Nach dem Wunder, das ihm widerfuhr, wurde St. Johannes ging in ein Kloster in der Nähe von Jerusalem, das vom großen Asketen und Wundertäter St. Savva der Geheiligte (†532), wo er 102 Jahre alt wurde. Die wundertätige Ikone wurde mehrere Jahrhunderte lang im Kloster aufbewahrt, bis sie dem dortigen Heiligen geschenkt wurde. Savva Serbsky. Die Ikone blieb bis zur türkischen Invasion in Serbien. Um das Heiligtum zu erhalten, legten die Orthodoxen die Ikone auf einen Esel und ließen ihn ohne Begleitung los. Der Esel erreichte den Heiligen Berg Athos und hielt vor den Toren des Hilandar-Klosters. Einheimische Mönche nahmen die Ikone als großes Geschenk an und brachten sie zum Altar. Eines Tages, während der Wahl eines neuen Abtes, kam es im Kloster zu Zwist. Dann wurde die Ikone der Muttergottes selbst an den Platz des Abtes in der Kirche verlegt, und seitdem ist der Vizekönig für die klösterlichen Angelegenheiten in Hilandar zuständig, und die Äbtissin ist die Allerheiligste Theotokos in ihrem Bild der „Dreihändigen“. Eins.“
Das Gnadenbild der Gottesmutter am Kreuz ist umgeben von Ikonen des Hl. Johannes von Damaskus (oben), St. Savva der Geheiligte (links) und St. Sava von Serbien (rechts).

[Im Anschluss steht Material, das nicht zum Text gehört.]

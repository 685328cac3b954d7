//! Completion ranking and conversion to editor completion items.
//!
//! The service returns candidates in the language server's order, which
//! ignores what the user has typed. Ranking here mirrors what editors do:
//! prefix matches first, then substring matches, then subsequence matches;
//! public names before `_private` before `__dunder__`; stable otherwise.

use lsp_types::{CompletionItem, CompletionItemKind};

use crate::service::CompletionEntry;

/// The identifier fragment immediately before the cursor.
pub fn word_prefix(text: &str, cursor: usize) -> String {
    let chars: Vec<char> = text.chars().take(cursor).collect();
    let start = chars
        .iter()
        .rposition(|c| !(c.is_alphanumeric() || *c == '_'))
        .map(|idx| idx + 1)
        .unwrap_or(0);
    chars[start..].iter().collect()
}

fn visibility_group(label: &str) -> u8 {
    if label.len() > 4 && label.starts_with("__") && label.ends_with("__") {
        2
    } else if label.starts_with('_') {
        1
    } else {
        0
    }
}

/// Average index of the needle's chars found in order, or None.
fn subsequence_score(needle: &str, haystack: &str) -> Option<f64> {
    if needle.is_empty() {
        return Some(0.0);
    }
    let hay: Vec<char> = haystack.chars().collect();
    let mut from = 0;
    let mut total = 0usize;
    let mut count = 0usize;
    for ch in needle.chars() {
        let pos = hay[from..].iter().position(|&c| c == ch)? + from;
        total += pos;
        count += 1;
        from = pos + 1;
    }
    Some(total as f64 / count as f64)
}

/// Lower is better.
fn match_boost(prefix: &str, label: &str) -> i64 {
    if prefix.is_empty() {
        return 0;
    }
    if label.starts_with(prefix) {
        return -1000;
    }
    if let Some(pos) = label.find(prefix) {
        return -500 + pos as i64;
    }
    match subsequence_score(prefix, label) {
        Some(score) => -250 + score.min(200.0) as i64,
        None => 0,
    }
}

/// Rank candidates against the typed prefix (case-insensitive).
pub fn rank(
    entries: Vec<CompletionEntry>,
    prefix: &str,
    limit: Option<usize>,
) -> Vec<CompletionEntry> {
    let prefix = prefix.to_lowercase();
    let mut keyed: Vec<(i64, u8, String, CompletionEntry)> = entries
        .into_iter()
        .map(|entry| {
            let label = entry.name.to_lowercase();
            (
                match_boost(&prefix, &label),
                visibility_group(&entry.name),
                label,
                entry,
            )
        })
        .collect();

    // sort_by is stable: ties keep the service's order.
    keyed.sort_by(|a, b| {
        a.0.cmp(&b.0)
            .then(a.1.cmp(&b.1))
            .then_with(|| a.2.cmp(&b.2))
    });

    let ranked = keyed.into_iter().map(|(_, _, _, entry)| entry);
    match limit {
        Some(n) => ranked.take(n).collect(),
        None => ranked.collect(),
    }
}

/// Map the service's kind name back onto the protocol kind.
pub fn completion_kind(kind: Option<&str>) -> Option<CompletionItemKind> {
    let kind = match kind? {
        "File" => CompletionItemKind::FILE,
        "Module" | "Namespace" | "Package" => CompletionItemKind::MODULE,
        "Class" => CompletionItemKind::CLASS,
        "Variable" => CompletionItemKind::VARIABLE,
        "Method" => CompletionItemKind::METHOD,
        "Function" | "Function Type" => CompletionItemKind::FUNCTION,
        "Property" => CompletionItemKind::PROPERTY,
        "Field" => CompletionItemKind::FIELD,
        "Constructor" => CompletionItemKind::CONSTRUCTOR,
        "Enum" => CompletionItemKind::ENUM,
        "Interface" => CompletionItemKind::INTERFACE,
        "Constant" => CompletionItemKind::CONSTANT,
        "String" | "Number" | "Boolean" | "Null" => CompletionItemKind::VALUE,
        "Array" | "Object" | "Struct" => CompletionItemKind::STRUCT,
        "Key" => CompletionItemKind::KEYWORD,
        "EnumMember" => CompletionItemKind::ENUM_MEMBER,
        "Event" => CompletionItemKind::EVENT,
        "Operator" => CompletionItemKind::OPERATOR,
        "TypeParameter" => CompletionItemKind::TYPE_PARAMETER,
        _ => return None,
    };
    Some(kind)
}

pub fn to_completion_item(entry: CompletionEntry) -> CompletionItem {
    CompletionItem {
        kind: completion_kind(entry.kind.as_deref()),
        detail: entry.kind,
        documentation: entry.description.map(lsp_types::Documentation::String),
        label: entry.name,
        ..Default::default()
    }
}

St. Sava, Erzbischof von Serbien, in der Welt Rostislav (†1237), war der Sohn des serbischen Autokraten Stefan Nemanja und Anna, der Tochter des byzantinischen Kaisers Roman. Im Alter von siebzehn Jahren verließ er heimlich das Haus seines Vaters und legte im russischen Panteleimon-Kloster auf dem Berg Athos die Mönchsgelübde ab. Einige Jahre später schloss sich ihm sein Vater an und legte die Mönchsgelübde nach St. Simeon, König von Serbien. Gemeinsam renovierten sie das Hilandar-Kloster und verliehen ihm den Titel einer königlichen Stauropegie.
Im Jahr 1219 St. Sava wurde der erste Erzbischof von ganz Serbien. Während seiner Amtszeit errichtete der heilige Hohepriester in serbischen Klöstern Statuten nach dem Vorbild derjenigen auf dem Berg Athos und in Palästina und baute und weihte viele Kirchen. Am Ende seines Lebens ernannte St. einen Nachfolger für sich selbst. Savva begab sich auf eine lange Reise und wollte „seine Tage als Wanderer in einem fremden Land beenden“. Nachdem er als Pilger durch Palästina, Syrien, Persien, Babylon, Ägypten und Anatolien gereist war, beendete der Heilige seine Reise in Tarnovo in Bulgarien im Haus seines Verwandten, König Asan, wo er mit spiritueller Freude seine Seele dem König übergab Herr (†1237).